Enhancing Computation Efficiency in Large Language Models through Weight and Activation Quantization
- URL: http://arxiv.org/abs/2311.05161v2
- Date: Thu, 18 Jul 2024 06:35:17 GMT
- Title: Enhancing Computation Efficiency in Large Language Models through Weight and Activation Quantization
- Authors: Janghwan Lee, Minsoo Kim, Seungcheol Baek, Seok Joong Hwang, Wonyong Sung, Jungwook Choi,
- Abstract summary: This paper focuses on post-training quantization (PTQ) in Large Language Models (LLMs)
We present two innovative techniques: activation-quantization-aware scaling (AQAS) and sequence-length-aware calibration (SLAC)
We demonstrate that our techniques significantly boost task accuracies to levels comparable with full-precision models.
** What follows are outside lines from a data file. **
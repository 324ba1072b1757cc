use std::fs::File;
use std::io::{BufReader, BufWriter};
use std::path::Path;

use anyhow::{Context, Result};
use chrono::Utc;
use serde::{Deserialize, Serialize};

use crate::models::OhlcvTimeSeries;

/// Bincode snapshot of one ticker's bars.
#[derive(Serialize, Deserialize, Debug, Clone)]
pub struct SnapshotFile {
    pub version: f64,
    pub timestamp_ms: i64,
    pub series: OhlcvTimeSeries,
}

impl SnapshotFile {
    pub fn new(series: OhlcvTimeSeries, version: f64) -> Self {
        Self {
            version,
            timestamp_ms: Utc::now().timestamp_millis(),
            series,
        }
    }

    pub fn load_from_path(path: &Path) -> Result<Self> {
        let file = File::open(path).context(format!("Failed to open snapshot: {:?}", path))?;
        let mut reader = BufReader::new(file);
        let snapshot = bincode::deserialize_from(&mut reader)
            .context(format!("Failed to deserialize snapshot: {:?}", path))?;
        Ok(snapshot)
    }

    pub fn save_to_path(&self, path: &Path) -> Result<()> {
        if let Some(parent) = path.parent() {
            std::fs::create_dir_all(parent)
                .context(format!("Failed to create directory: {}", parent.display()))?;
        }
        let file =
            File::create(path).context(format!("Failed to create file: {}", path.display()))?;
        let mut writer = BufWriter::new(file);
        bincode::serialize_into(&mut writer, self)
            .context(format!("Failed to serialize snapshot to: {}", path.display()))
    }
}
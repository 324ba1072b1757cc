//! Reference levels drawn on the stock chart: percentage-of-price markers, EMAs,
//! and the bundle that goes with one ticker's chart.

use serde::{Deserialize, Serialize};

use crate::analysis::volume_profile::compute_volume_profile;
use crate::config::ANALYSIS;
use crate::domain::{LevelKind, PriceLevel, PriceLevels};
use crate::error::EngineError;
use crate::models::{OhlcvTimeSeries, VolumeProfile};

/// Strike/airbag/knock-out prices as `pct` percent of `current_price`. A zero
/// percentage means "not set" and yields an absent level.
pub fn compute_price_levels(
    current_price: f64,
    strike_pct: f64,
    airbag_pct: f64,
    knockout_pct: f64,
) -> PriceLevels {
    PriceLevels {
        strike: PriceLevel::from_pct(LevelKind::Strike, current_price, strike_pct),
        airbag: PriceLevel::from_pct(LevelKind::Airbag, current_price, airbag_pct),
        knockout: PriceLevel::from_pct(LevelKind::Knockout, current_price, knockout_pct),
    }
}

/// Exponential moving average with `alpha = 2 / (period + 1)`, seeded with the
/// first value (no simple-average warm-up), same length as `series`.
pub fn compute_ema(series: &[f64], period: usize) -> Result<Vec<f64>, EngineError> {
    if period == 0 {
        return Err(EngineError::invalid_input("EMA period must be at least 1"));
    }
    let Some(&first) = series.first() else {
        return Ok(Vec::new());
    };

    let alpha = 2.0 / (period as f64 + 1.0);
    Ok(series
        .iter()
        .enumerate()
        .scan(first, move |prev_ema, (i, &value)| {
            let next = if i == 0 {
                first
            } else {
                value * alpha + *prev_ema * (1.0 - alpha)
            };
            *prev_ema = next;
            Some(next)
        })
        .collect())
}

#[derive(Copy, Clone, Debug, PartialEq, Serialize, Deserialize)]
pub struct EmaLevel {
    pub period: usize,
    /// EMA value at the last bar
    pub value: f64,
}

/// User inputs for the percentage markers; 0 leaves a marker unset.
#[derive(Copy, Clone, Debug, Default, PartialEq, Serialize, Deserialize)]
pub struct LevelInputs {
    pub strike_pct: f64,
    pub airbag_pct: f64,
    pub knockout_pct: f64,
}

/// Everything the chart annotates for one ticker.
#[derive(Clone, Debug, PartialEq, Serialize, Deserialize)]
pub struct LevelReport {
    pub ticker: String,
    pub current_price: f64,
    pub last_timestamp_ms: i64,
    pub bar_count: usize,
    pub levels: PriceLevels,
    pub emas: Vec<EmaLevel>,
    pub profile: VolumeProfile,
}

impl LevelReport {
    /// Current price is the last close. EMA periods come from `ANALYSIS.ema`.
    pub fn build(
        series: &OhlcvTimeSeries,
        inputs: &LevelInputs,
        bin_count: usize,
    ) -> Result<Self, EngineError> {
        series
            .validate()
            .map_err(|e| EngineError::invalid_input(format!("{:#}", e)))?;
        let (Some(current_price), Some(last_timestamp_ms)) =
            (series.last_close(), series.last_timestamp_ms())
        else {
            return Err(EngineError::invalid_input(format!(
                "{}: no bars to analyse",
                series.ticker
            )));
        };

        let profile = compute_volume_profile(&series.bars(), bin_count)?;

        let emas = ANALYSIS
            .ema
            .periods
            .iter()
            .map(|&period| {
                let ema = compute_ema(&series.close_prices, period)?;
                Ok(EmaLevel {
                    period,
                    value: ema.last().copied().unwrap_or(current_price),
                })
            })
            .collect::<Result<Vec<_>, EngineError>>()?;

        let levels = compute_price_levels(
            current_price,
            inputs.strike_pct,
            inputs.airbag_pct,
            inputs.knockout_pct,
        );

        Ok(LevelReport {
            ticker: series.ticker.clone(),
            current_price,
            last_timestamp_ms,
            bar_count: series.len(),
            levels,
            emas,
            profile,
        })
    }

    pub fn ema(&self, period: usize) -> Option<f64> {
        self.emas
            .iter()
            .find(|ema| ema.period == period)
            .map(|ema| ema.value)
    }
}

#[cfg(test)]
mod tests {
    use super::*;
    use crate::domain::PriceBar;

    #[test]
    fn test_price_levels_from_pct() {
        let levels = compute_price_levels(200.0, 95.0, 80.0, 0.0);
        assert_eq!(levels.strike.price, Some(190.0));
        assert_eq!(levels.airbag.price, Some(160.0));
        assert_eq!(levels.knockout.price, None);
    }

    #[test]
    fn test_price_levels_accept_any_real_pct() {
        let levels = compute_price_levels(50.0, 150.0, -50.0, 25.0);
        assert_eq!(levels.strike.price, Some(75.0));
        assert_eq!(levels.airbag.price, Some(-25.0));
        assert_eq!(levels.knockout.price, Some(12.5));
    }

    #[test]
    fn test_ema_seeded_with_first_value() {
        let series = [10.0, 11.0, 12.0, 13.0];
        let ema = compute_ema(&series, 3).unwrap();
        assert_eq!(ema.len(), series.len());
        assert_eq!(ema[0], 10.0);
        // alpha = 0.5
        assert_eq!(ema[1], 10.5);
        assert_eq!(ema[2], 11.25);
        assert_eq!(ema[3], 12.125);
    }

    #[test]
    fn test_ema_period_one_tracks_series() {
        let series = [3.0, 1.0, 4.0, 1.0, 5.0];
        assert_eq!(compute_ema(&series, 1).unwrap(), series.to_vec());
    }

    #[test]
    fn test_ema_edge_cases() {
        assert!(compute_ema(&[], 20).unwrap().is_empty());
        assert_eq!(compute_ema(&[7.0], 200).unwrap(), vec![7.0]);
        assert!(compute_ema(&[1.0, 2.0], 0).is_err());
    }

    #[test]
    fn test_ema_first_value_invariant() {
        for period in [1, 2, 20, 50, 200] {
            let series: Vec<f64> = (0..30).map(|i| 100.0 + (i as f64).sin()).collect();
            assert_eq!(compute_ema(&series, period).unwrap()[0], series[0]);
        }
    }

    #[test]
    fn test_level_report_build() {
        let bars: Vec<PriceBar> = (0..60)
            .map(|i| {
                let close = 100.0 + i as f64;
                PriceBar::new(i * 86_400_000, close, close + 1.0, close - 1.0, close, 1000.0)
            })
            .collect();
        let series = OhlcvTimeSeries::from_bars("AAPL", &bars);
        let inputs = LevelInputs {
            strike_pct: 95.0,
            airbag_pct: 0.0,
            knockout_pct: 70.0,
        };

        let report = LevelReport::build(&series, &inputs, 40).unwrap();
        assert_eq!(report.ticker, "AAPL");
        assert_eq!(report.current_price, 159.0);
        assert_eq!(report.bar_count, 60);
        assert_eq!(report.last_timestamp_ms, 59 * 86_400_000);
        assert_eq!(report.levels.airbag.price, None);
        assert!(report.levels.knockout.price.is_some());
        assert_eq!(report.emas.len(), ANALYSIS.ema.periods.len());
        // Rising series: shorter EMAs sit closer to the last close
        let (e20, e50, e200) = (
            report.ema(20).unwrap(),
            report.ema(50).unwrap(),
            report.ema(200).unwrap(),
        );
        assert!(e20 > e50 && e50 > e200 && e20 < 159.0);
        assert_eq!(report.profile.total_volume, 60_000.0);
    }

    #[test]
    fn test_level_report_on_ragged_columns_is_invalid_input() {
        let bars: Vec<PriceBar> = (0..5)
            .map(|i| PriceBar::new(i * 60_000, 10.0, 11.0, 9.0, 10.0 + i as f64, 500.0))
            .collect();
        let mut series = OhlcvTimeSeries::from_bars("AAPL", &bars);
        series.volumes.pop();
        let err = LevelReport::build(&series, &LevelInputs::default(), 40).unwrap_err();
        assert!(matches!(err, EngineError::InvalidInput { .. }));

        let mut series = OhlcvTimeSeries::from_bars("AAPL", &bars);
        series.timestamps_ms.swap(0, 4);
        assert!(LevelReport::build(&series, &LevelInputs::default(), 40).is_err());
    }

    #[test]
    fn test_level_report_on_empty_series_is_invalid_input() {
        let series = OhlcvTimeSeries::default();
        let err = LevelReport::build(&series, &LevelInputs::default(), 40).unwrap_err();
        assert!(matches!(err, EngineError::InvalidInput { .. }));
    }
}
- Score: 12.655230451207956
- License: http://arxiv.org/licenses/nonexclusive-distrib/1.0/
- Abstract: Large Language Models (LLMs) are proficient in natural language processing tasks, but their deployment is often restricted by extensive parameter sizes and computational demands. This paper focuses on post-training quantization (PTQ) in LLMs, specifically 4-bit weight and 8-bit activation (W4A8) quantization, to enhance computational efficiency -- a topic less explored compared to weight-only quantization. We present two innovative techniques: activation-quantization-aware scaling (AQAS) and sequence-length-aware calibration (SLAC) to enhance PTQ by considering the combined effects on weights and activations and aligning calibration sequence lengths to target tasks. Moreover, we introduce dINT, a hybrid data format combining integer and denormal representations, to address the underflow issue in W4A8 quantization, where small values are rounded to zero. Through rigorous evaluations of LLMs, including OPT and LLaMA, we demonstrate that our techniques significantly boost task accuracies to levels comparable with full-precision models. By developing arithmetic units compatible with dINT, we further confirm that our methods yield a 2$\times$ hardware efficiency improvement compared to 8-bit integer MAC unit.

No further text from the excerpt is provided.